Book Review: “Between the World and Me” by Ta-Nehisi Coates


This book is written as letter from the author, Ta-Nehisi Coates, to his son, Samori. He shared his experience of being brought up in the poor black neighborhood being bombarded with street violence, to his college days in Howard University and finally to the present of being a journalist and a great book writer.

The book is well written and reads like poems or songs, the quality that make reading this book so rewarding. It’s a relatively short but an impactful book especially when the violence between blacks and police gather lots of news these days. Personally, I don’t think I can truly understand the plight of the black Americans and the plundering of their bodies as I didn’t grow up here in this country under the same circumstance. But being an immigrant myself, I think I felt the same kind of helplessness as the author did: being discriminated and talked down when I was younger.

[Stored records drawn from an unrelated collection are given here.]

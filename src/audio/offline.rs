// Offline device - simulated audio and wall clocks for tests and dry runs
//
// Time only moves when the owner advances it (or when the event loop sleeps
// on it), which makes whole scheduling sessions deterministic.

use crate::audio::clock::{AudioDevice, DeviceState, PlaybackContext, Tone, WallClock};
use crate::error::DeviceError;
use std::cell::{Cell, RefCell};
use std::rc::Rc;

/// A tone as it was handed to the device
#[derive(Debug, Clone, Copy, PartialEq)]
pub struct CommittedTone {
    pub tone: Tone,
    /// Audio clock time at which the commit happened
    pub committed_at: f64,
}

/// Source of extra milliseconds added to every timer wake-up
pub type LatenessFn = Box<dyn FnMut() -> f64>;

pub struct OfflineDevice {
    audio_time: Cell<f64>,
    wall_ms: Cell<f64>,
    state: Cell<DeviceState>,
    resume_fails: Cell<bool>,
    tones: RefCell<Vec<CommittedTone>>,
    lateness: RefCell<Option<LatenessFn>>,
}

impl OfflineDevice {
    /// Running device with both clocks at zero
    pub fn new() -> Self {
        Self::with_state(DeviceState::Running)
    }

    /// Device that has to be resumed before its clock moves
    pub fn suspended() -> Self {
        Self::with_state(DeviceState::Suspended)
    }

    fn with_state(state: DeviceState) -> Self {
        Self {
            audio_time: Cell::new(0.0),
            wall_ms: Cell::new(0.0),
            state: Cell::new(state),
            resume_fails: Cell::new(false),
            tones: RefCell::new(Vec::new()),
            lateness: RefCell::new(None),
        }
    }

    /// Shared handle plus a context using it as both clocks
    pub fn into_context(self) -> (Rc<OfflineDevice>, PlaybackContext) {
        let device = Rc::new(self);
        let context = PlaybackContext::new(device.clone(), device.clone());
        (device, context)
    }

    /// Move time forward. The audio clock only moves while running.
    pub fn advance(&self, seconds: f64) {
        if seconds <= 0.0 {
            return;
        }
        self.wall_ms.set(self.wall_ms.get() + seconds * 1000.0);
        if self.state.get() == DeviceState::Running {
            self.audio_time.set(self.audio_time.get() + seconds);
        }
    }

    /// Delay every timer wake-up by the returned number of milliseconds
    pub fn set_lateness(&self, lateness: impl FnMut() -> f64 + 'static) {
        *self.lateness.borrow_mut() = Some(Box::new(lateness));
    }

    /// Make subsequent `resume` calls fail
    pub fn fail_resume(&self, fail: bool) {
        self.resume_fails.set(fail);
    }

    pub fn suspend(&self) {
        if self.state.get() == DeviceState::Running {
            self.state.set(DeviceState::Suspended);
        }
    }

    pub fn close(&self) {
        self.state.set(DeviceState::Closed);
    }

    /// Every tone committed so far, in commit order
    pub fn tones(&self) -> Vec<CommittedTone> {
        self.tones.borrow().clone()
    }

    /// Drain the committed tones
    pub fn take_tones(&self) -> Vec<CommittedTone> {
        std::mem::take(&mut *self.tones.borrow_mut())
    }
}

impl Default for OfflineDevice {
    fn default() -> Self {
        Self::new()
    }
}

impl AudioDevice for OfflineDevice {
    fn now(&self) -> f64 {
        self.audio_time.get()
    }

    fn state(&self) -> DeviceState {
        self.state.get()
    }

    fn resume(&self) -> Result<(), DeviceError> {
        match self.state.get() {
            DeviceState::Running => Ok(()),
            DeviceState::Closed => Err(DeviceError::ResumeFailed("device is closed".to_string())),
            DeviceState::Suspended if self.resume_fails.get() => Err(DeviceError::ResumeFailed(
                "resume refused by host".to_string(),
            )),
            DeviceState::Suspended => {
                self.state.set(DeviceState::Running);
                Ok(())
            }
        }
    }

    fn schedule_tone(&self, tone: Tone) -> Result<(), DeviceError> {
        self.tones.borrow_mut().push(CommittedTone {
            tone,
            committed_at: self.audio_time.get(),
        });
        Ok(())
    }
}

impl WallClock for OfflineDevice {
    fn now_ms(&self) -> f64 {
        self.wall_ms.get()
    }

    fn sleep_until_ms(&self, deadline_ms: f64) {
        let late = match self.lateness.borrow_mut().as_mut() {
            Some(lateness) => lateness().max(0.0),
            None => 0.0,
        };
        let target = deadline_ms + late;
        let now = self.wall_ms.get();
        if target > now {
            self.advance((target - now) / 1000.0);
        }
    }
}

#[cfg(test)]
mod tests {
    use super::*;

    #[test]
    fn test_clocks_advance_together_while_running() {
        let device = OfflineDevice::new();
        device.advance(0.5);
        assert_eq!(device.now(), 0.5);
        assert_eq!(device.now_ms(), 500.0);
    }

    #[test]
    fn test_suspended_audio_clock_is_frozen() {
        let device = OfflineDevice::suspended();
        device.advance(1.0);
        assert_eq!(device.now(), 0.0);
        assert_eq!(device.now_ms(), 1000.0);

        device.resume().unwrap();
        device.advance(1.0);
        assert_eq!(device.now(), 1.0);
    }

    #[test]
    fn test_resume_failure() {
        let device = OfflineDevice::suspended();
        device.fail_resume(true);
        assert!(device.resume().is_err());
        assert_eq!(device.state(), DeviceState::Suspended);

        device.close();
        device.fail_resume(false);
        assert!(device.resume().is_err());
    }

    #[test]
    fn test_sleep_adds_lateness() {
        let device = OfflineDevice::new();
        device.set_lateness(|| 7.0);
        device.sleep_until_ms(50.0);
        assert_eq!(device.now_ms(), 57.0);
    }

    #[test]
    fn test_records_commits() {
        let device = OfflineDevice::new();
        device.advance(0.25);
        device
            .schedule_tone(Tone::new(300.0, 1.0, 0.3, 0.04))
            .unwrap();

        let tones = device.take_tones();
        assert_eq!(tones.len(), 1);
        assert_eq!(tones[0].committed_at, 0.25);
        assert!(device.tones().is_empty());
    }
}
// Audio module - clocks, tone output and the cpal backend

pub mod clock;
pub mod device;
pub mod dsp_utils;
pub mod format_conversion;
pub mod offline;
pub mod timing;
pub mod tone;
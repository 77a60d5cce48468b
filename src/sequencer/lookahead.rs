// Lookahead scheduler - commits due events to the audio clock ahead of time
//
// The polling timer is coarse and jittery, the audio clock is precise. On
// every poll, each pending event whose target time falls inside
// [now, now + lookahead) is committed with its exact start time, so poll
// jitter never reaches the ear as long as the poll interval (plus jitter)
// stays below the lookahead window.

use crate::config::SchedulerConfig;
use crate::error::{SchedulerError, SchedulerResult};
use crate::sequencer::timeline::TimedEvent;

/// Ordered supply of pending events
pub trait EventSource {
    type Payload;

    /// Offset of the next event, `None` once nothing more will be yielded
    fn peek_offset(&self) -> Option<f64>;

    /// Take the next event
    fn next_event(&mut self) -> Option<TimedEvent<Self::Payload>>;

    fn is_exhausted(&self) -> bool {
        self.peek_offset().is_none()
    }
}

/// An event handed to the audio clock
#[derive(Debug, Clone, Copy, PartialEq)]
pub struct Commit<P> {
    /// Absolute audio clock time at which the event must sound
    pub target_time: f64,
    /// Audio clock time of the poll that committed it
    pub committed_at: f64,
    pub event: TimedEvent<P>,
}

/// Result of one poll
#[derive(Debug, Clone, Copy, PartialEq, Eq)]
pub struct PollOutcome {
    pub committed: usize,
    /// The source has nothing left to yield
    pub exhausted: bool,
}

/// Decouples the decision cadence (poll interval) from timing precision
#[derive(Debug, Clone, Copy, PartialEq)]
pub struct LookaheadScheduler {
    lookahead: f64,
    poll_interval_ms: f64,
}

impl LookaheadScheduler {
    /// `lookahead` in seconds, `poll_interval_ms` in milliseconds
    ///
    /// The poll interval must be strictly shorter than the lookahead window,
    /// otherwise an event can become due between two polls.
    pub fn new(lookahead: f64, poll_interval_ms: f64) -> SchedulerResult<Self> {
        if !lookahead.is_finite() || lookahead <= 0.0 {
            return Err(SchedulerError::invalid("lookahead", lookahead));
        }
        if !poll_interval_ms.is_finite()
            || poll_interval_ms <= 0.0
            || poll_interval_ms >= lookahead * 1000.0
        {
            return Err(SchedulerError::invalid("poll interval", poll_interval_ms));
        }
        Ok(Self {
            lookahead,
            poll_interval_ms,
        })
    }

    pub fn for_metronome(config: &SchedulerConfig) -> SchedulerResult<Self> {
        Self::new(config.lookahead_secs, config.metronome_poll_ms)
    }

    pub fn for_player(config: &SchedulerConfig) -> SchedulerResult<Self> {
        Self::new(config.lookahead_secs, config.player_poll_ms)
    }

    pub fn lookahead(&self) -> f64 {
        self.lookahead
    }

    pub fn poll_interval_ms(&self) -> f64 {
        self.poll_interval_ms
    }

    /// Commit every event due before `now + lookahead`, in order
    ///
    /// `session_start` is the audio clock time that offset 0 maps to.
    pub fn poll<S, F>(&self, session_start: f64, now: f64, source: &mut S, mut commit: F) -> PollOutcome
    where
        S: EventSource,
        F: FnMut(Commit<S::Payload>),
    {
        let horizon = now + self.lookahead;
        let mut committed = 0;

        while let Some(offset) = source.peek_offset() {
            let target_time = session_start + offset;
            if target_time >= horizon {
                break;
            }
            let Some(event) = source.next_event() else {
                break;
            };
            commit(Commit {
                target_time,
                committed_at: now,
                event,
            });
            committed += 1;
        }

        PollOutcome {
            committed,
            exhausted: source.is_exhausted(),
        }
    }
}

The author had a satirical view of the Dream, the peaceful changing of the society that Martin Luther King spelled many years ago. It’s the “Dream of acting white, of talking white, of being white.”

This is a good book if you’re not a black and want to know what it’s like to be brought up as a poor black in a bad neighborhood. I listened to the audiobook twice and re-read the physical book to enjoy the poetic prose throughout the book.

A few good quotes:

“Black people love their children with a kind of obsession. You are all we have, and you come to us endangered.”

“You have been cast into a race in which the wind is always at your face and the hounds are always at your heels… you do not have the privilege of living in ignorance of this essential fact.”

Summary:
Part I: is about the author’s upbringing all the way to attending the Mecca, Howard University, a renowned college attended mostly by blacks.

Part II:
The author describes the tragedy of Prince Jones, shot by a black police, Carlton Jones, from PG County (Prince George County), a notorious place where police brutality is rampant. Also, he went through his post-college years of getting a “writing” job after following his wife to Brooklyn, next to which is Manhattan where the “master of galaxy,” the rich white folks live.

He talked about his encounter with a white woman who pushed his boy in the subway and the subsequent confrontations with the white folks.

Then he talked about bringing his son to the civil war and described how much of the civil war was about the slaves. Next, he brought up the story is a black man being shot because he was playing loud music.

His first trip to Paris allowed him to draw a comparison between a foreigner in France and a “foreigner” in his own country. He spoke the shooting of the Michael Brown in Ferguson, MO for his son being similar to the shooting of Prince Jones for the author.

Part III:
The author ended the book with a visit to the mother of Prince Jones, Mable Jones, who rose up from poverty to achieve personal success in the medical field as Radiology physician. He came away from the visit with a solemnly apocalyptic view of the future for blacks in this country, with the ghettos and prisons in the background.

If you are a black or a “Dreamer” in this country, this book may paint a gloomy picture for your future but yet hopeful that someone like Coates took the courage to speak out about the injustice for blacks. If you are a white, you may gather from the book that you are a privileged group at the expense of the others, especially blacks. And if you’re none of the above like me, then you should count your blessing and struggle for the harmonious society where all people can get along and live happily in this great country of ours.